§ **DATA TO PROCESS**:
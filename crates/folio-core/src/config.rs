//! Field configuration: viewport classes and per-variant tuning.
//!
//! A [`FieldConfig`] is built from the constants for a given variant and
//! [`SizeClass`], and validated before a renderer accepts it.

use crate::constants::*;
use crate::error::ConfigError;

/// Coarse device class, picked from the viewport width.
#[derive(Clone, Copy, Debug, PartialEq, Eq)]
pub enum SizeClass {
    Mobile,
    Desktop,
}

impl SizeClass {
    #[inline]
    pub fn from_width(css_width: f32) -> Self {
        if css_width < MOBILE_BREAKPOINT_PX {
            SizeClass::Mobile
        } else {
            SizeClass::Desktop
        }
    }
}

/// Drawing surface size in CSS pixels plus the device pixel ratio.
#[derive(Clone, Copy, Debug, PartialEq)]
pub struct Viewport {
    pub width: f32,
    pub height: f32,
    pub dpr: f32,
}

impl Viewport {
    pub fn new(width: f32, height: f32, dpr: f32) -> Self {
        Self {
            width: width.max(1.0),
            height: height.max(1.0),
            dpr: if dpr > 0.0 { dpr } else { 1.0 },
        }
    }

    #[inline]
    pub fn size_class(&self) -> SizeClass {
        SizeClass::from_width(self.width)
    }

    /// Backing store size in device pixels.
    #[inline]
    pub fn backing_size(&self) -> (u32, u32) {
        let w = (self.width * self.dpr) as u32;
        let h = (self.height * self.dpr) as u32;
        (w.max(1), h.max(1))
    }
}

#[derive(Clone, Copy, Debug, PartialEq, Eq)]
pub enum Variant {
    /// Drifting particles bouncing inside a cube.
    Cloud,
    /// Fixed neurons on a sphere, linked to their nearest neighbours.
    Sphere,
}

impl Variant {
    pub fn from_attr(v: &str) -> Option<Self> {
        match v {
            "cloud" => Some(Variant::Cloud),
            "sphere" | "neurons" => Some(Variant::Sphere),
            _ => None,
        }
    }

    pub fn as_attr(self) -> &'static str {
        match self {
            Variant::Cloud => "cloud",
            Variant::Sphere => "sphere",
        }
    }
}

#[derive(Clone, Debug, PartialEq)]
pub struct LinkConfig {
    /// Inclusive range of neighbours each neuron tries to link to.
    pub fan_out: (usize, usize),
    pub keep_probability: f64,
    /// Maximum 3D distance for a link.
    pub cutoff: f32,
    pub base_opacity: f32,
}

#[derive(Clone, Debug, PartialEq)]
pub struct PulseTiming {
    pub duration: f64,
    pub trigger_probability: f64,
    pub cooldown_ambient: f64,
    pub cooldown_focused: f64,
    pub ramp_fraction: f32,
    pub decay: f32,
    pub echo_delay: f32,
    pub echo_strength: f32,
}

impl Default for PulseTiming {
    fn default() -> Self {
        Self {
            duration: PULSE_DURATION_SEC,
            trigger_probability: PULSE_TRIGGER_PROBABILITY,
            cooldown_ambient: PULSE_COOLDOWN_AMBIENT_SEC,
            cooldown_focused: PULSE_COOLDOWN_FOCUSED_SEC,
            ramp_fraction: PULSE_RAMP_FRACTION,
            decay: PULSE_DECAY,
            echo_delay: PULSE_ECHO_DELAY,
            echo_strength: PULSE_ECHO_STRENGTH,
        }
    }
}

#[derive(Clone, Debug, PartialEq)]
pub struct FieldConfig {
    pub variant: Variant,
    pub size_class: SizeClass,
    pub count: usize,
    /// Cube half-extent for the cloud, sphere radius for neurons.
    pub extent: f32,
    pub size_range: (f32, f32),
    pub opacity_range: (f32, f32),
    /// Max velocity component per reference frame (cloud only).
    pub speed: f32,
    pub latitude_band: f32,
    pub links: Option<LinkConfig>,
    pub pulse: PulseTiming,
}

impl FieldConfig {
    pub fn for_variant(variant: Variant, size_class: SizeClass) -> Self {
        match variant {
            Variant::Cloud => Self::cloud(size_class),
            Variant::Sphere => Self::sphere(size_class),
        }
    }

    pub fn cloud(size_class: SizeClass) -> Self {
        let (count, extent) = match size_class {
            SizeClass::Mobile => (CLOUD_COUNT_MOBILE, CLOUD_BOUND_MOBILE),
            SizeClass::Desktop => (CLOUD_COUNT_DESKTOP, CLOUD_BOUND_DESKTOP),
        };
        Self {
            variant: Variant::Cloud,
            size_class,
            count,
            extent,
            size_range: CLOUD_SIZE_RANGE,
            opacity_range: CLOUD_OPACITY_RANGE,
            speed: CLOUD_SPEED,
            latitude_band: 1.0,
            links: None,
            pulse: PulseTiming::default(),
        }
    }

    pub fn sphere(size_class: SizeClass) -> Self {
        let (count, extent) = match size_class {
            SizeClass::Mobile => (SPHERE_COUNT_MOBILE, SPHERE_RADIUS_MOBILE),
            SizeClass::Desktop => (SPHERE_COUNT_DESKTOP, SPHERE_RADIUS_DESKTOP),
        };
        Self {
            variant: Variant::Sphere,
            size_class,
            count,
            extent,
            size_range: SPHERE_SIZE_RANGE,
            opacity_range: SPHERE_OPACITY_RANGE,
            speed: 0.0,
            latitude_band: SPHERE_LATITUDE_BAND,
            links: Some(LinkConfig {
                fan_out: LINK_FAN_OUT,
                keep_probability: LINK_KEEP_PROBABILITY,
                cutoff: extent * LINK_CUTOFF_FACTOR,
                base_opacity: LINK_BASE_OPACITY,
            }),
            pulse: PulseTiming::default(),
        }
    }

    /// Re-derive the size-dependent parts for a new size class, keeping the
    /// pulse timing and link probabilities.
    pub fn resized(&self, size_class: SizeClass) -> Self {
        if size_class == self.size_class {
            return self.clone();
        }
        let mut next = Self::for_variant(self.variant, size_class);
        next.pulse = self.pulse.clone();
        if let (Some(prev), Some(links)) = (&self.links, next.links.as_mut()) {
            links.fan_out = prev.fan_out;
            links.keep_probability = prev.keep_probability;
        }
        next
    }

    pub fn validate(&self) -> Result<(), ConfigError> {
        if self.count == 0 {
            return Err(ConfigError::EmptyField);
        }
        if self.extent <= 0.0 {
            return Err(ConfigError::NonPositive {
                name: "extent",
                value: self.extent as f64,
            });
        }
        check_range("size", self.size_range)?;
        check_range("opacity", self.opacity_range)?;
        if self.opacity_range.1 > 1.0 {
            return Err(ConfigError::InvalidRange {
                name: "opacity",
                min: self.opacity_range.0,
                max: self.opacity_range.1,
            });
        }
        if !(self.latitude_band > 0.0 && self.latitude_band <= 1.0) {
            return Err(ConfigError::InvalidRange {
                name: "latitude band",
                min: 0.0,
                max: self.latitude_band,
            });
        }
        if let Some(links) = &self.links {
            let (lo, hi) = links.fan_out;
            if lo == 0 || lo > hi {
                return Err(ConfigError::FanOut { min: lo, max: hi });
            }
            check_probability("link keep", links.keep_probability)?;
            if links.cutoff <= 0.0 {
                return Err(ConfigError::NonPositive {
                    name: "link cutoff",
                    value: links.cutoff as f64,
                });
            }
        }
        let p = &self.pulse;
        if p.duration <= 0.0 {
            return Err(ConfigError::NonPositive {
                name: "pulse duration",
                value: p.duration,
            });
        }
        check_probability("pulse trigger", p.trigger_probability)?;
        check_probability("pulse ramp", p.ramp_fraction as f64)?;
        Ok(())
    }
}

fn check_range(name: &'static str, (min, max): (f32, f32)) -> Result<(), ConfigError> {
    if min < 0.0 || min > max {
        return Err(ConfigError::InvalidRange { name, min, max });
    }
    Ok(())
}

fn check_probability(name: &'static str, value: f64) -> Result<(), ConfigError> {
    if !(0.0..=1.0).contains(&value) {
        return Err(ConfigError::Probability { name, value });
    }
    Ok(())
}
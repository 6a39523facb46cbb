// Host-side tests for exponential smoothing, projection and pointer helpers.

use folio_core::config::Viewport;
use folio_core::interaction::{mouse_force, spotlight, TiltState};
use folio_core::projection::{depth_alpha, Projector};
use folio_core::smoothing::{ease, CameraState, CameraTargets, Mode};
use glam::{Vec2, Vec3};

#[test]
fn ease_converges_monotonically_without_overshoot() {
    for &(start, target) in &[(0.0_f32, 1.0_f32), (10.0, -3.0), (-5.0, -5.5)] {
        for &k in &[0.01_f32, 0.05, 0.3, 0.9] {
            let mut current = start;
            let mut prev_gap = (target - current).abs();
            for _ in 0..5000 {
                current = ease(current, target, k);
                let gap = (target - current).abs();
                assert!(gap <= prev_gap, "gap grew: {prev_gap} -> {gap}");
                // never crosses the target
                assert!((current - target) * (start - target) >= -1e-6);
                prev_gap = gap;
            }
            assert!(prev_gap < 1e-3, "k={k} did not converge: {prev_gap}");
        }
    }
}

#[test]
fn ease_is_a_no_op_at_the_target() {
    assert_eq!(ease(0.4, 0.4, 0.5), 0.4);
}

#[test]
fn camera_settles_on_new_mode_targets() {
    let mut cam = CameraState::settled(Mode::Ambient);
    cam.set_mode(Mode::Focused);
    let target = CameraTargets::for_mode(Mode::Focused);
    let mut prev = (cam.fov - target.fov).abs();
    for _ in 0..400 {
        cam.step(0.05);
        let gap = (cam.fov - target.fov).abs();
        assert!(gap <= prev);
        prev = gap;
    }
    assert!((cam.fov - target.fov).abs() < 1e-2);
    assert!((cam.saturation - target.saturation).abs() < 1e-4);
    assert!((cam.reactivity - target.reactivity).abs() < 1e-4);
    assert!(cam.center.distance(target.center) < 1e-4);
}

#[test]
fn focused_mode_is_more_reactive_and_saturated() {
    let a = CameraTargets::for_mode(Mode::Ambient);
    let f = CameraTargets::for_mode(Mode::Focused);
    assert!(f.reactivity > a.reactivity);
    assert!(f.saturation > a.saturation);
}

#[test]
fn projection_centres_the_origin_and_shrinks_far_points() {
    let center = Vec2::new(400.0, 300.0);
    let proj = Projector::new(Vec2::ZERO, center, 500.0, 200.0);
    let origin = proj.project(Vec3::ZERO);
    assert_eq!(origin.screen, center);
    assert!((origin.scale - 1.0).abs() < 1e-6);

    let near = proj.project(Vec3::new(100.0, 0.0, -100.0));
    let far = proj.project(Vec3::new(100.0, 0.0, 100.0));
    assert!(near.scale > far.scale);
    assert!(near.screen.x > far.screen.x);
    assert!(near.alpha > far.alpha);
    assert!(far.depth > near.depth);
}

#[test]
fn rotation_turns_x_into_depth() {
    let proj = Projector::new(
        Vec2::new(0.0, std::f32::consts::FRAC_PI_2),
        Vec2::ZERO,
        500.0,
        200.0,
    );
    let p = proj.project(Vec3::new(100.0, 0.0, 0.0));
    assert!((p.depth.abs() - 100.0).abs() < 1e-3);
    assert!(p.screen.x.abs() < 1e-3);
}

#[test]
fn depth_alpha_is_clamped() {
    assert_eq!(depth_alpha(-200.0, 200.0), 1.0);
    assert!((depth_alpha(0.0, 200.0) - 0.5).abs() < 1e-6);
    assert_eq!(depth_alpha(500.0, 200.0), folio_core::constants::MIN_DEPTH_ALPHA);
}

#[test]
fn mouse_force_falls_off_linearly() {
    assert_eq!(mouse_force(0.0, 100.0), 1.0);
    assert!((mouse_force(25.0, 100.0) - 0.75).abs() < 1e-6);
    assert_eq!(mouse_force(100.0, 100.0), 0.0);
    assert_eq!(mouse_force(250.0, 100.0), 0.0);
    assert_eq!(mouse_force(0.0, 0.0), 0.0);
}

#[test]
fn tilt_follows_pointer_and_returns_to_rest() {
    let vp = Viewport::new(1000.0, 500.0, 1.0);
    let mut tilt = TiltState::default();
    tilt.aim(Some(Vec2::new(1000.0, 250.0)), &vp, 0.5, 1.0);
    assert!((tilt.target.y - 0.5).abs() < 1e-6);
    assert!(tilt.target.x.abs() < 1e-6);
    for _ in 0..500 {
        tilt.step(0.06);
    }
    assert!((tilt.current.y - 0.5).abs() < 1e-3);

    // Reactivity scales the tilt.
    tilt.aim(Some(Vec2::new(1000.0, 250.0)), &vp, 0.5, 0.5);
    assert!((tilt.target.y - 0.25).abs() < 1e-6);

    tilt.aim(None, &vp, 0.5, 1.0);
    assert_eq!(tilt.target, Vec2::ZERO);
}

#[test]
fn spotlight_reports_clamped_percentages() {
    let origin = Vec2::new(100.0, 50.0);
    let size = Vec2::new(200.0, 100.0);
    assert_eq!(spotlight(Vec2::new(200.0, 100.0), origin, size), Vec2::new(50.0, 50.0));
    assert_eq!(spotlight(Vec2::new(0.0, 500.0), origin, size), Vec2::new(0.0, 100.0));
    assert_eq!(spotlight(Vec2::new(10.0, 10.0), origin, Vec2::ZERO), Vec2::splat(50.0));
}
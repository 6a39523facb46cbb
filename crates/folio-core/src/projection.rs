use crate::constants::MIN_DEPTH_ALPHA;
use glam::{Mat3, Vec2, Vec3};

/// Screen-space result of projecting one point.
#[derive(Clone, Copy, Debug, PartialEq)]
pub struct Projected {
    /// CSS pixels.
    pub screen: Vec2,
    /// Perspective scale, 1.0 at depth zero.
    pub scale: f32,
    /// Rotated z; larger is farther from the viewer. Used as the draw-order key.
    pub depth: f32,
    pub alpha: f32,
}

/// Rotate around Y by `angles.y`, then around X by `angles.x`.
#[inline]
pub fn rotation_matrix(angles: Vec2) -> Mat3 {
    Mat3::from_rotation_x(angles.x) * Mat3::from_rotation_y(angles.y)
}

/// Perspective projection around a screen-space centre.
#[derive(Clone, Copy, Debug)]
pub struct Projector {
    pub rotation: Mat3,
    pub center_px: Vec2,
    pub fov: f32,
    /// Half-depth of the scene, used to map depth to alpha.
    pub extent: f32,
}

impl Projector {
    pub fn new(angles: Vec2, center_px: Vec2, fov: f32, extent: f32) -> Self {
        Self {
            rotation: rotation_matrix(angles),
            center_px,
            fov,
            extent: extent.max(f32::EPSILON),
        }
    }

    pub fn project(&self, p: Vec3) -> Projected {
        let r = self.rotation * p;
        let scale = self.fov / (self.fov + r.z).max(1.0);
        let screen = self.center_px + Vec2::new(r.x, r.y) * scale;
        Projected {
            screen,
            scale,
            depth: r.z,
            alpha: depth_alpha(r.z, self.extent),
        }
    }
}

/// 1.0 at the front of the scene, fading to [`MIN_DEPTH_ALPHA`] at the back.
#[inline]
pub fn depth_alpha(depth: f32, extent: f32) -> f32 {
    ((extent - depth) / (2.0 * extent)).clamp(MIN_DEPTH_ALPHA, 1.0)
}
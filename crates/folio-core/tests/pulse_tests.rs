// Host-side tests for the pulse envelope and cooldown state machine.

use folio_core::config::PulseTiming;
use folio_core::pulse::{envelope, PulseState};
use folio_core::{Mode, Neighbours};
use rand::rngs::StdRng;
use rand::SeedableRng;

fn always() -> PulseTiming {
    PulseTiming {
        trigger_probability: 1.0,
        ..PulseTiming::default()
    }
}

fn no_neighbours(_: usize) -> Neighbours {
    Neighbours::new()
}

#[test]
fn envelope_ramps_then_decays() {
    let (ramp, decay) = (0.2, 4.5);
    assert_eq!(envelope(0.0, ramp, decay), 0.0);
    assert!((envelope(0.1, ramp, decay) - 0.5).abs() < 1e-6);
    assert!((envelope(0.2, ramp, decay) - 1.0).abs() < 1e-6);
    let mut prev = envelope(0.2, ramp, decay);
    for i in 1..80 {
        let p = 0.2 + i as f32 * 0.01;
        let v = envelope(p, ramp, decay);
        assert!(v < prev, "not decaying at {p}");
        assert!(v > 0.0);
        prev = v;
    }
    assert_eq!(envelope(1.0, ramp, decay), 0.0);
    assert_eq!(envelope(-0.1, ramp, decay), 0.0);
}

#[test]
fn pulse_expires_exactly_after_its_duration() {
    let timing = always();
    let duration = timing.duration;
    let mut pulse = PulseState::new(timing);
    let mut rng = StdRng::seed_from_u64(1);
    assert!(pulse.maybe_trigger(0.0, Mode::Ambient, 10, &mut rng, no_neighbours));

    pulse.update(duration - 1e-3);
    assert!(pulse.is_active());
    pulse.update(duration);
    assert!(!pulse.is_active());
    assert_eq!(pulse.last_end(), Some(duration));
}

#[test]
fn skipped_frames_do_not_stretch_the_pulse() {
    let timing = always();
    let duration = timing.duration;
    let mut pulse = PulseState::new(timing);
    let mut rng = StdRng::seed_from_u64(2);
    assert!(pulse.maybe_trigger(10.0, Mode::Ambient, 10, &mut rng, no_neighbours));
    pulse.update(10.5);
    assert!(pulse.is_active());
    // Next frame arrives long after the window closed.
    pulse.update(60.0);
    assert!(!pulse.is_active());
    assert_eq!(pulse.last_end(), Some(10.0 + duration));
}

#[test]
fn only_one_pulse_at_a_time() {
    let mut pulse = PulseState::new(always());
    let mut rng = StdRng::seed_from_u64(3);
    assert!(pulse.maybe_trigger(0.0, Mode::Focused, 10, &mut rng, no_neighbours));
    let first = pulse.active().cloned();
    assert!(!pulse.maybe_trigger(0.1, Mode::Focused, 10, &mut rng, no_neighbours));
    assert_eq!(pulse.active().cloned(), first);
}

#[test]
fn cooldown_depends_on_mode() {
    let timing = always();
    let end = timing.duration;
    let mut rng = StdRng::seed_from_u64(4);

    let mut ambient = PulseState::new(timing.clone());
    assert!(ambient.maybe_trigger(0.0, Mode::Ambient, 10, &mut rng, no_neighbours));
    ambient.update(end);
    assert!(!ambient.maybe_trigger(end + 2.0, Mode::Ambient, 10, &mut rng, no_neighbours));
    assert!(ambient.maybe_trigger(end + 3.1, Mode::Ambient, 10, &mut rng, no_neighbours));

    let mut focused = PulseState::new(timing);
    assert!(focused.maybe_trigger(0.0, Mode::Focused, 10, &mut rng, no_neighbours));
    focused.update(end);
    assert!(!focused.maybe_trigger(end + 1.0, Mode::Focused, 10, &mut rng, no_neighbours));
    assert!(focused.maybe_trigger(end + 1.6, Mode::Focused, 10, &mut rng, no_neighbours));
}

#[test]
fn zero_probability_never_triggers() {
    let timing = PulseTiming {
        trigger_probability: 0.0,
        ..PulseTiming::default()
    };
    let mut pulse = PulseState::new(timing);
    let mut rng = StdRng::seed_from_u64(5);
    for i in 0..1000 {
        assert!(!pulse.maybe_trigger(i as f64, Mode::Focused, 10, &mut rng, no_neighbours));
    }
}

#[test]
fn empty_field_never_triggers() {
    let mut pulse = PulseState::new(always());
    let mut rng = StdRng::seed_from_u64(6);
    assert!(!pulse.maybe_trigger(0.0, Mode::Ambient, 0, &mut rng, no_neighbours));
}

#[test]
fn neighbours_echo_later_and_weaker() {
    let timing = always();
    let duration = timing.duration;
    let strength = timing.echo_strength;
    let mut pulse = PulseState::new(timing);
    let mut rng = StdRng::seed_from_u64(7);
    let mut source = None;
    assert!(pulse.maybe_trigger(0.0, Mode::Ambient, 10, &mut rng, |s| {
        source = Some(s);
        Neighbours::from_slice(&[(s + 1) % 10, (s + 2) % 10])
    }));
    let s = source.unwrap();
    let n = (s + 1) % 10;
    let other = (s + 5) % 10;

    // Before the echo delay the neighbour is still dark.
    let early = 0.1 * duration;
    assert!(pulse.intensity(s, early) > 0.0);
    assert_eq!(pulse.intensity(n, early), 0.0);

    // At delay + ramp the echo peaks at its strength.
    let peak = 0.35 * duration;
    assert!((pulse.intensity(n, peak) - strength).abs() < 1e-3);
    assert!(pulse.intensity(n, peak) < 1.0);
    assert_eq!(pulse.intensity(other, peak), 0.0);
}

#[test]
fn reset_keeps_the_cooldown_clock() {
    let timing = always();
    let end = timing.duration;
    let mut pulse = PulseState::new(timing);
    let mut rng = StdRng::seed_from_u64(8);
    assert!(pulse.maybe_trigger(0.0, Mode::Ambient, 10, &mut rng, no_neighbours));
    pulse.update(end);
    pulse.reset(end + 0.5);
    assert_eq!(pulse.last_end(), Some(end));
    assert!(!pulse.cooldown_elapsed(end + 1.0, Mode::Ambient));
}

#[test]
fn reset_mid_pulse_starts_the_cooldown() {
    let mut pulse = PulseState::new(always());
    let mut rng = StdRng::seed_from_u64(8);
    assert!(pulse.maybe_trigger(1.0, Mode::Ambient, 10, &mut rng, no_neighbours));
    pulse.reset(1.25);
    assert!(!pulse.is_active());
    assert_eq!(pulse.last_end(), Some(1.25));
    assert!(!pulse.maybe_trigger(1.5, Mode::Ambient, 10, &mut rng, no_neighbours));
    assert!(!pulse.maybe_trigger(4.0, Mode::Ambient, 10, &mut rng, no_neighbours));
    assert!(pulse.maybe_trigger(4.25, Mode::Ambient, 10, &mut rng, no_neighbours));
}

§ **ABOUT THIS EXERCISE**:
Reproduce the listing word for word from its first line up to and including the line with "pub fn size_class(&self)". Give no other lines.

§ **EXERCISE RESULT**:
filename crates/folio-core/src/config.rs
//! Field configuration: viewport classes and per-variant tuning.
//!
//! A [`FieldConfig`] is built from the constants for a given variant and
//! [`SizeClass`], and validated before a renderer accepts it.

use crate::constants::*;
use crate::error::ConfigError;

/// Coarse device class, picked from the viewport width.
#[derive(Clone, Copy, Debug, PartialEq, Eq)]
pub enum SizeClass {
    Mobile,
    Desktop,
}

impl SizeClass {
    #[inline]
    pub fn from_width(css_width: f32) -> Self {
        if css_width < MOBILE_BREAKPOINT_PX {
            SizeClass::Mobile
        } else {
            SizeClass::Desktop
        }
    }
}

/// Drawing surface size in CSS pixels plus the device pixel ratio.
#[derive(Clone, Copy, Debug, PartialEq)]
pub struct Viewport {
    pub width: f32,
    pub height: f32,
    pub dpr: f32,
}

impl Viewport {
    pub fn new(width: f32, height: f32, dpr: f32) -> Self {
        Self {
            width: width.max(1.0),
            height: height.max(1.0),
            dpr: if dpr > 0.0 { dpr } else { 1.0 },
        }
    }

    #[inline]
    pub fn size_class(&self) -> SizeClass {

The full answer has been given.